3.5 Espiral do conhecimento


3.6 Condições para a criação do conhecimento organizacional
3.6.1 Intenção
A intenção organizacional proporciona os critérios mais importantes para o julgamento da
veracidade de uma determinada porção de conhecimento. Se não fosse a intenção, seria
impossível julgar o valor da informação ou do conhecimento percebido ou criado. No nível
organizacional, a intenção é frequentemente expressa pelos padrões ou visões
organizacionais, que podem ser usados para avaliar e justificar o conhecimento criado. Ela é
necessariamente carregada de valor.

3.6.2 Autonomia
Similar a um sistema autopoiético, os indivíduos e os grupos autônomos, nas organizações
de criação de conhecimento, estabelecem seus limites de tarefas por conta própria, em
busca do objetivo final da organização. Nas organizações administrativas, uma poderosa
ferramenta para criar as circunstâncias nas quais os indivíduos possam agir autonomamente
é proporcionada pela equipe de auto-organização. Essa equipe deveria ser multifuncional,
envolvendo membros de uma seção transversal ampla das diferentes atividades
organizacionais. As equipes de projeto com diversidade multifuncional são usadas
frequentemente pelas empresas japonesas em cada fase da inovação.

3.6.3 Flutuação
A flutuação e o caos criativo são a terceira condição organizacional para a promoção da
espiral de conhecimento. Eles estimulam a interação entre a organização e o ambiente
externo.
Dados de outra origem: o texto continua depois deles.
use chrono::{DateTime, Utc};
use serde::{Deserialize, Serialize};

/// Checkpoint identifiers, in display order.
#[derive(Debug, Clone, Copy, PartialEq, Eq, Hash, Serialize, Deserialize)]
#[cfg_attr(feature = "openapi", derive(utoipa::ToSchema))]
#[serde(rename_all = "lowercase")]
pub enum TimelineKey {
    Registered,
    Review,
    Initiate,
    Order,
    Final,
}

impl TimelineKey {
    /// Slot along the process; compared against [`crate::InvestigationStage::order`].
    pub fn position(self) -> u8 {
        match self {
            TimelineKey::Registered => 0,
            TimelineKey::Review => 1,
            TimelineKey::Initiate => 2,
            TimelineKey::Order => 3,
            TimelineKey::Final => 4,
        }
    }
}

#[derive(Debug, Clone, Copy, PartialEq, Eq, Hash, Serialize, Deserialize)]
#[cfg_attr(feature = "openapi", derive(utoipa::ToSchema))]
#[serde(rename_all = "lowercase")]
pub enum TimelineStatus {
    Done,
    Current,
    Pending,
    Skipped,
}

/// One derived lifecycle checkpoint. Never persisted.
#[derive(Debug, Clone, PartialEq, Serialize, Deserialize)]
#[cfg_attr(feature = "openapi", derive(utoipa::ToSchema))]
pub struct TimelineItem {
    pub key: TimelineKey,
    pub label: String,
    pub at: Option<DateTime<Utc>>,
    pub status: TimelineStatus,
    #[serde(skip_serializing_if = "Option::is_none")]
    pub hint: Option<String>,
}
A flutuação é diferente da desordem completa e caracteriza-se pela “ordem sem
recursão”. É uma ordem cujo padrão é difícil de prever inicialmente (Gleick, 1987). Se as
organizações adotam uma atitude aberta dirigida aos sinais ambientais, podem explorar a
ambigüidade, a redundância ou o ruído desses sinais para melhorar seu próprio sistema de
conhecimento.

3.6.4 Redundância
A redundância é a quarta condição que permite que a espiral de conhecimento ocorra
organizacionalmente. Para os administradores ocidentais, que estão preocupados com a
idéia de processamento eficiente da informação ou com a redução de incertezas (Galbraith,
1973), o termo “redundância” pode soar pernicioso devido a suas conotações com
duplicação desnecessária, desperdício ou sobrecarga de informação. O que queremos dizer
aqui com redundância é a existência de informação que vai além das exigências operacionais
imediatas dos membros da organização. Nas organizações de negócios, a redundância
refere-se à sobreposição intencional de informação sobre as atividades de negócios, às
responsabilidades administrativas e à empresa como um todo.
3.6.5 Variedade
A quinta condição que ajuda no avanço da espiral de conhecimento é o requisito variedade.
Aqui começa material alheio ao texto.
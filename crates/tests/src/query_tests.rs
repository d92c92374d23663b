use chrono::Duration;
use pretty_assertions::assert_eq;
use shared_types::{
    AddressOrDob, AssignmentFilter, QuickPreset, RecordFilters, RecordKind, RecordStats,
    RecordStatus, SortKey, StatusFilter, UnifiedRecord,
};
use workflow::query::{
    due_soon_records, filter_records, is_due_soon, is_overdue, natural_cmp, overdue_records,
    record_categories, record_stats,
};

use crate::common::{date, make_record, officer, ts};

fn numbers(records: &[UnifiedRecord]) -> Vec<&str> {
    records.iter().map(|r| r.external_number.as_str()).collect()
}

fn open_with_deadline(number: &str, deadline: chrono::DateTime<chrono::Utc>) -> UnifiedRecord {
    let mut record = make_record(RecordKind::Eo, number);
    record.status = RecordStatus::InProgress;
    record.deadline = Some(deadline);
    record
}

/// A small mixed snapshot.
fn snapshot() -> Vec<UnifiedRecord> {
    let mut a = make_record(RecordKind::Eo, "ЄО-10");
    a.case_date = Some(ts(2024, 3, 1, 8, 0));
    a.created_at = ts(2024, 3, 1, 9, 0);
    a.category = Some("ДТП".to_string());
    a.subject_name = Some("Шевченко Тарас".to_string());
    a.assigned_user_id = Some("insp-1".to_string());

    let mut b = make_record(RecordKind::Eo, "ЄО-9");
    b.case_date = Some(ts(2024, 3, 5, 23, 30));
    b.created_at = ts(2024, 3, 6, 9, 0);
    b.category = Some("Крадіжка".to_string());
    b.description = Some("Викрадено велосипед".to_string());
    b.status = RecordStatus::Processed;
    b.assigned_user_id = Some("insp-2".to_string());

    let mut c = make_record(RecordKind::Application, "ЗВ-1");
    c.case_date = Some(ts(2024, 2, 20, 12, 0));
    c.created_at = ts(2024, 2, 20, 13, 0);
    c.address_or_dob = Some(AddressOrDob::Address("вул. Хрещатик, 1".to_string()));
    c.category = Some("ДТП".to_string());

    let mut d = make_record(RecordKind::ServiceInvestigation, "СР-2");
    d.created_at = ts(2024, 3, 3, 9, 0);
    d.status = RecordStatus::InProgress;
    d.deadline = Some(ts(2024, 3, 4, 0, 0));
    d.officers = vec![officer("off-1", "Петренко", "Іван")];

    vec![a, b, c, d]
}

// ── Deadlines ───────────────────────────────────────────────────────

#[test]
fn overdue_starts_after_deadline() {
    let deadline = ts(2024, 3, 10, 12, 0);
    let record = open_with_deadline("1", deadline);
    assert!(!is_overdue(&record, deadline));
    assert!(is_overdue(&record, deadline + Duration::seconds(1)));
    assert!(!is_overdue(&record, deadline - Duration::seconds(1)));
}

#[test]
fn processed_records_are_never_overdue() {
    let mut record = open_with_deadline("1", ts(2024, 3, 10, 12, 0));
    record.status = RecordStatus::Processed;
    assert!(!is_overdue(&record, ts(2024, 4, 1, 0, 0)));
    assert!(!is_due_soon(&record, ts(2024, 3, 10, 0, 0), Duration::hours(24)));
}

#[test]
fn records_without_deadline_are_never_flagged() {
    let mut record = make_record(RecordKind::Eo, "1");
    record.status = RecordStatus::InProgress;
    assert!(!is_overdue(&record, ts(2030, 1, 1, 0, 0)));
    assert!(!is_due_soon(&record, ts(2030, 1, 1, 0, 0), Duration::hours(24)));
}

#[test]
fn due_soon_window_is_inclusive() {
    let now = ts(2024, 3, 10, 12, 0);
    let window = Duration::hours(24);
    assert!(is_due_soon(&open_with_deadline("1", now), now, window));
    assert!(is_due_soon(&open_with_deadline("2", now + window), now, window));
    assert!(!is_due_soon(&open_with_deadline("3", now + window + Duration::seconds(1)), now, window));
    assert!(!is_due_soon(&open_with_deadline("4", now - Duration::seconds(1)), now, window));
}

#[test]
fn deadline_lists_sort_by_deadline() {
    let now = ts(2024, 3, 10, 12, 0);
    let records = vec![
        open_with_deadline("late", now + Duration::hours(20)),
        open_with_deadline("soon", now + Duration::hours(2)),
        open_with_deadline("past-2", now - Duration::hours(2)),
        open_with_deadline("past-9", now - Duration::hours(9)),
        open_with_deadline("far", now + Duration::hours(48)),
    ];
    assert_eq!(numbers(&due_soon_records(&records, now, 24)), vec!["soon", "late"]);
    assert_eq!(numbers(&overdue_records(&records, now)), vec!["past-9", "past-2"]);
}

// ── Sorting ─────────────────────────────────────────────────────────

#[test]
fn natural_order_compares_digit_runs() {
    use std::cmp::Ordering;
    assert_eq!(natural_cmp("ЄО-9", "ЄО-10"), Ordering::Less);
    assert_eq!(natural_cmp("єо-10", "ЄО-10"), Ordering::Equal);
    assert_eq!(natural_cmp("A-007", "a-7"), Ordering::Equal);
    assert_eq!(natural_cmp("A-7b", "A-7"), Ordering::Greater);
}

#[test]
fn sorts_by_reference_naturally() {
    let records = snapshot();
    let filters = RecordFilters {
        kind: Some(RecordKind::Eo),
        sort: SortKey::ReferenceAsc,
        ..Default::default()
    };
    let now = ts(2024, 3, 10, 0, 0);
    assert_eq!(numbers(&filter_records(&records, &filters, now)), vec!["ЄО-9", "ЄО-10"]);

    let filters = RecordFilters {
        sort: SortKey::ReferenceDesc,
        ..filters
    };
    assert_eq!(numbers(&filter_records(&records, &filters, now)), vec!["ЄО-10", "ЄО-9"]);
}

#[test]
fn sorts_by_registration_and_event_time() {
    let records = snapshot();
    let now = ts(2024, 3, 10, 0, 0);

    let newest = filter_records(&records, &RecordFilters::default(), now);
    assert_eq!(numbers(&newest), vec!["ЄО-9", "СР-2", "ЄО-10", "ЗВ-1"]);

    let filters = RecordFilters {
        sort: SortKey::RegistrationOldest,
        ..Default::default()
    };
    assert_eq!(
        numbers(&filter_records(&records, &filters, now)),
        vec!["ЗВ-1", "ЄО-10", "СР-2", "ЄО-9"]
    );

    // Missing event dates sort as the oldest.
    let filters = RecordFilters {
        sort: SortKey::EventOldest,
        ..Default::default()
    };
    assert_eq!(
        numbers(&filter_records(&records, &filters, now)),
        vec!["СР-2", "ЗВ-1", "ЄО-10", "ЄО-9"]
    );
}

// ── Filters ─────────────────────────────────────────────────────────

#[test]
fn search_covers_text_fields() {
    let records = snapshot();
    let now = ts(2024, 3, 10, 0, 0);
    let search = |needle: &str| {
        let filters = RecordFilters {
            search: needle.to_string(),
            ..Default::default()
        };
        let mut found: Vec<String> = filter_records(&records, &filters, now)
            .into_iter()
            .map(|r| r.external_number)
            .collect();
        found.sort();
        found
    };

    assert_eq!(search("велосипед"), vec!["ЄО-9"]);
    assert_eq!(search("ХРЕЩАТИК"), vec!["ЗВ-1"]);
    assert_eq!(search("шевченко"), vec!["ЄО-10"]);
    assert_eq!(search("петренко"), vec!["СР-2"]);
    assert_eq!(search("зв-"), vec!["ЗВ-1"]);
    assert_eq!(search("   ").len(), 4);
}

#[test]
fn status_and_assignment_filters() {
    let records = snapshot();
    let now = ts(2024, 3, 10, 0, 0);

    let processed = RecordFilters {
        status: StatusFilter::Processed,
        ..Default::default()
    };
    assert_eq!(numbers(&filter_records(&records, &processed, now)), vec!["ЄО-9"]);

    let pending = RecordFilters {
        status: StatusFilter::Pending,
        assignment: AssignmentFilter::Unassigned,
        sort: SortKey::ReferenceAsc,
        ..Default::default()
    };
    assert_eq!(numbers(&filter_records(&records, &pending, now)), vec!["ЗВ-1", "СР-2"]);

    let assigned = RecordFilters {
        assignment: AssignmentFilter::Assigned,
        inspector_id: Some("insp-1".to_string()),
        ..Default::default()
    };
    assert_eq!(numbers(&filter_records(&records, &assigned, now)), vec!["ЄО-10"]);
}

#[test]
fn category_and_reference_filters() {
    let records = snapshot();
    let now = ts(2024, 3, 10, 0, 0);
    let filters = RecordFilters {
        category: Some("ДТП".to_string()),
        reference_number: "єо".to_string(),
        ..Default::default()
    };
    assert_eq!(numbers(&filter_records(&records, &filters, now)), vec!["ЄО-10"]);
}

#[test]
fn blank_category_and_inspector_match_everything() {
    let records = snapshot();
    let now = ts(2024, 3, 10, 0, 0);
    for blank in ["", "  "] {
        let filters = RecordFilters {
            category: Some(blank.to_string()),
            inspector_id: Some(blank.to_string()),
            sort: SortKey::ReferenceAsc,
            ..Default::default()
        };
        assert_eq!(filter_records(&records, &filters, now).len(), records.len());
    }
}

#[test]
fn quick_presets() {
    let records = snapshot();
    let now = ts(2024, 3, 10, 0, 0);
    let with_preset = |preset: QuickPreset, user: Option<&str>| {
        let filters = RecordFilters {
            preset,
            current_user_id: user.map(str::to_string),
            sort: SortKey::ReferenceAsc,
            ..Default::default()
        };
        filter_records(&records, &filters, now)
            .into_iter()
            .map(|r| r.external_number)
            .collect::<Vec<_>>()
    };

    assert_eq!(with_preset(QuickPreset::Mine, Some("insp-2")), vec!["ЄО-9"]);
    assert!(with_preset(QuickPreset::Mine, None).is_empty());
    assert_eq!(with_preset(QuickPreset::Unassigned, None), vec!["ЗВ-1", "СР-2"]);
    assert_eq!(with_preset(QuickPreset::Overdue, None), vec!["СР-2"]);
}

#[test]
fn period_bounds_cover_whole_days() {
    let records = snapshot();
    let now = ts(2024, 3, 10, 0, 0);
    let filters = RecordFilters {
        period_from: Some(date(2024, 3, 1)),
        period_to: Some(date(2024, 3, 5)),
        sort: SortKey::ReferenceAsc,
        ..Default::default()
    };
    // СР-2 has no event date and is excluded once a bound is set.
    assert_eq!(numbers(&filter_records(&records, &filters, now)), vec!["ЄО-9", "ЄО-10"]);

    let filters = RecordFilters {
        period_to: Some(date(2024, 3, 4)),
        ..filters
    };
    assert_eq!(numbers(&filter_records(&records, &filters, now)), vec!["ЄО-10"]);
}

#[test]
fn kind_tab_filter() {
    let records = snapshot();
    let filters = RecordFilters {
        kind: Some(RecordKind::ServiceInvestigation),
        ..Default::default()
    };
    assert_eq!(numbers(&filter_records(&records, &filters, ts(2024, 3, 10, 0, 0))), vec!["СР-2"]);
}

// ── Aggregates ──────────────────────────────────────────────────────

#[test]
fn categories_are_distinct_in_first_seen_order() {
    let mut records = snapshot();
    records[3].category = Some("  ".to_string());
    assert_eq!(record_categories(&records), vec!["ДТП", "Крадіжка"]);
}

#[test]
fn stats_count_each_bucket() {
    let mut records = snapshot();
    records.push(open_with_deadline("soon", ts(2024, 3, 10, 6, 0)));
    let stats = record_stats(&records, ts(2024, 3, 10, 0, 0), 24);
    assert_eq!(
        stats,
        RecordStats {
            total: 5,
            processed: 1,
            unassigned: 3,
            overdue: 1,
            due_soon: 1,
        }
    );
}

#[test]
fn oversized_window_has_no_upper_bound() {
    let now = ts(2024, 3, 10, 12, 0);
    let records = vec![
        open_with_deadline("far", now + Duration::days(3650)),
        open_with_deadline("past", now - Duration::hours(1)),
    ];
    assert_eq!(numbers(&due_soon_records(&records, now, 1_000_000_000_000)), vec!["far"]);
    assert_eq!(record_stats(&records, now, i64::MAX).due_soon, 1);
    assert!(is_due_soon(&records[0], now, Duration::MAX));
}

#[test]
fn negative_window_only_matches_deadline_now() {
    let now = ts(2024, 3, 10, 12, 0);
    let records = vec![
        open_with_deadline("now", now),
        open_with_deadline("soon", now + Duration::hours(1)),
    ];
    assert_eq!(numbers(&due_soon_records(&records, now, -5)), vec!["now"]);
}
De acordo com Ashby (1956), a diversidade interna de uma organização precisa combinar
com a complexidade do ambiente a fim de lidar com os desafios apresentados pelo mesmo.
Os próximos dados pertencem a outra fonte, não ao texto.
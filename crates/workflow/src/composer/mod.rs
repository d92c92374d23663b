//! Canonical legal text assembled from structured operator input.
//!
//! Every function here is pure. Validation failures come back as values so
//! the calling form stays interactive.

pub mod force;
pub mod format;
pub mod legal;
pub mod protocol;

pub use force::{build_force_description, ForceUsageError};
pub use format::{add_one_day, format_date_ua, format_time_ua, is_time_earlier};
pub use legal::build_legal_basis_clause;
pub use protocol::{
    build_protocol_summary, format_protocol_reference, parse_detention_protocol_value,
    protocol_heading,
};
Os membros de uma organização podem enfrentar muitas contingências se possuírem o
requisito variedade, que pode ser realçado pela combinação de informações de maneira
diferente, flexível e rápida, além de oferecer também igual acesso à informação em toda a
organização. Com o objetivo de maximizar a variedade, todos na organização precisam ter
assegurado o acesso mais rápido à mais ampla variedade de informações necessária,
percorrendo o menor número de passos (Numagami, Ohta e Nonaka, 1989).